-- What needs to be done --
Copy out each line of the data that includes the string "lifecycle".

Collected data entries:

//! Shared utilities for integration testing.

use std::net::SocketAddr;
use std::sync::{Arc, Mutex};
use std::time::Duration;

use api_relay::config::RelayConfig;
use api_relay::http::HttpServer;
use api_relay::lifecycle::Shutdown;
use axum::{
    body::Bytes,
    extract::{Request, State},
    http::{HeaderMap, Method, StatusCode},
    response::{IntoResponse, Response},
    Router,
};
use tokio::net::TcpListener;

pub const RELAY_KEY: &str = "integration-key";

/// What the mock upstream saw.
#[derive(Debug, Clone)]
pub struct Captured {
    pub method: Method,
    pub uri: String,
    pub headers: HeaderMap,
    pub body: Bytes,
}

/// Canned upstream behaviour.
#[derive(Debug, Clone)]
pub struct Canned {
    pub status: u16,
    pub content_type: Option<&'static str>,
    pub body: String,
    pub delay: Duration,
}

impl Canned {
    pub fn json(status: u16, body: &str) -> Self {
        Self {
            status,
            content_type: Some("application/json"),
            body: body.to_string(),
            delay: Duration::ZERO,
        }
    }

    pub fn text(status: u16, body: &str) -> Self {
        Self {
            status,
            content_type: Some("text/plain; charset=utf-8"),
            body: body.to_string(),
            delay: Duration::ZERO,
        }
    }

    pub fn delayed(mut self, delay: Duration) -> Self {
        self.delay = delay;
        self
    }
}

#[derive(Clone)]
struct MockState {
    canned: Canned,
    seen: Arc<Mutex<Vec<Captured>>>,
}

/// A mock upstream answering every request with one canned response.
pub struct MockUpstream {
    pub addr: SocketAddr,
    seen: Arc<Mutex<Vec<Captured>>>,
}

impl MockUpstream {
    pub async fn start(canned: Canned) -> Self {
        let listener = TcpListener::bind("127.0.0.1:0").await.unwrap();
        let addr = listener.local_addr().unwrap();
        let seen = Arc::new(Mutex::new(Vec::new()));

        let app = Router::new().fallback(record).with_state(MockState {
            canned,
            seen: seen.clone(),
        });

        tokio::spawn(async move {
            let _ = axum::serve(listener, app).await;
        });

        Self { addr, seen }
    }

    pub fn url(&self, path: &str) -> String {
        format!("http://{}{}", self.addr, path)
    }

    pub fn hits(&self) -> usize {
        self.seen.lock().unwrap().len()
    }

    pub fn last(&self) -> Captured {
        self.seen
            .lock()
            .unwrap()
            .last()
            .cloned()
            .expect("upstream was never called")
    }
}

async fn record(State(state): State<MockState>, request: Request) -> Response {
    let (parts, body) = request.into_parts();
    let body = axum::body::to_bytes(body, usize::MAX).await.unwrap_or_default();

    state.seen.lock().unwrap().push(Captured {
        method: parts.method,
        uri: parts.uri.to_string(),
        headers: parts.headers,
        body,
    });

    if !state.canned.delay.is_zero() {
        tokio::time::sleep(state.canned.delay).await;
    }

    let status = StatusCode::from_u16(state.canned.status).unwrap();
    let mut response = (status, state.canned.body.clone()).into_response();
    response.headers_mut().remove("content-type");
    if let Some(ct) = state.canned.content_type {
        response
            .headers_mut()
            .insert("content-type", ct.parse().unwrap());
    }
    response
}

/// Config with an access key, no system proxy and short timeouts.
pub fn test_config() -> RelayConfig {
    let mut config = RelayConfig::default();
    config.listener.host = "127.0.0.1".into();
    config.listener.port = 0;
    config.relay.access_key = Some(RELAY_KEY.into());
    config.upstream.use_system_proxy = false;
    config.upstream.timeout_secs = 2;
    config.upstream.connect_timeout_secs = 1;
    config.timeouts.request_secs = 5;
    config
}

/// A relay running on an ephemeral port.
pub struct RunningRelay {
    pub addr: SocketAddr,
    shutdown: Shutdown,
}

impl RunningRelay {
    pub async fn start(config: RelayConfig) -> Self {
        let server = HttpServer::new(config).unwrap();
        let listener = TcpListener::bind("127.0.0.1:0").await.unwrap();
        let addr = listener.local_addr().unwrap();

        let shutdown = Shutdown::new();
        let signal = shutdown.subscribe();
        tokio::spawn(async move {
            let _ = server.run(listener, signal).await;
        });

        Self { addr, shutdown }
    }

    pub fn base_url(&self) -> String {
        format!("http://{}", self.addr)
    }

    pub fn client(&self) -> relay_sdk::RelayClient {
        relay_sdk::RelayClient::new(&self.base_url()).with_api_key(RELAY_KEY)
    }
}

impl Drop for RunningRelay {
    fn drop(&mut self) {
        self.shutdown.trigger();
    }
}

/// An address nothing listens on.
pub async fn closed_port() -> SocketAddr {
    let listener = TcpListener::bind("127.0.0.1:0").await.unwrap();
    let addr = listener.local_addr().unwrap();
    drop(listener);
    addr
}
--
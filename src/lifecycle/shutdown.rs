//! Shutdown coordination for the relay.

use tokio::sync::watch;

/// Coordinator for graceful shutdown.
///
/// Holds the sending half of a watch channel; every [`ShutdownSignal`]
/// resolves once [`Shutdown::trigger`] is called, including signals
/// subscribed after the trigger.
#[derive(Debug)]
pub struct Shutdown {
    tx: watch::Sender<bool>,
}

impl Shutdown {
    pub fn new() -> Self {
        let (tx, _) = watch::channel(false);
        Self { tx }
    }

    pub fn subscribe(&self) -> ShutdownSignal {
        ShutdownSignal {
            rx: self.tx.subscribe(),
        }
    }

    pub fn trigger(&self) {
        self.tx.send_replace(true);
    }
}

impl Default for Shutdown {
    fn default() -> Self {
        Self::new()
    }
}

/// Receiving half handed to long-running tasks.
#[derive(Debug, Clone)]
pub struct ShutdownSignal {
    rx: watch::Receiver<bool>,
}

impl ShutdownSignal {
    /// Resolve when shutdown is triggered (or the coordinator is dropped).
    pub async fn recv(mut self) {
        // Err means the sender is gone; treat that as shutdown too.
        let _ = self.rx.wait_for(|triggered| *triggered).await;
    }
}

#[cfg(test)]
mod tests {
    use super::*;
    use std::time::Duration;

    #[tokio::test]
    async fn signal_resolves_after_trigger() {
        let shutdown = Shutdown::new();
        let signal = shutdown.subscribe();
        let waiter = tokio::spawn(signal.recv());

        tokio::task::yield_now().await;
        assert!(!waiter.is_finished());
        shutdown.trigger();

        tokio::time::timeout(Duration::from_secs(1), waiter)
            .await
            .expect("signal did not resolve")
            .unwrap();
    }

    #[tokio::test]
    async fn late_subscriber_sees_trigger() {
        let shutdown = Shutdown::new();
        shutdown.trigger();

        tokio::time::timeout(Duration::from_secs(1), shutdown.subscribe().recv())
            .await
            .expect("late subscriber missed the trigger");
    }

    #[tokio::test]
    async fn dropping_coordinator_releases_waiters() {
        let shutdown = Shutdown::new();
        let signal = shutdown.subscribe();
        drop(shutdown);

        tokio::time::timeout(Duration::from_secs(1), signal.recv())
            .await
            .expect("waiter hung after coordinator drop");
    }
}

-- Answer area --
use api_relay::lifecycle::Shutdown;
filename src/lifecycle/shutdown.rs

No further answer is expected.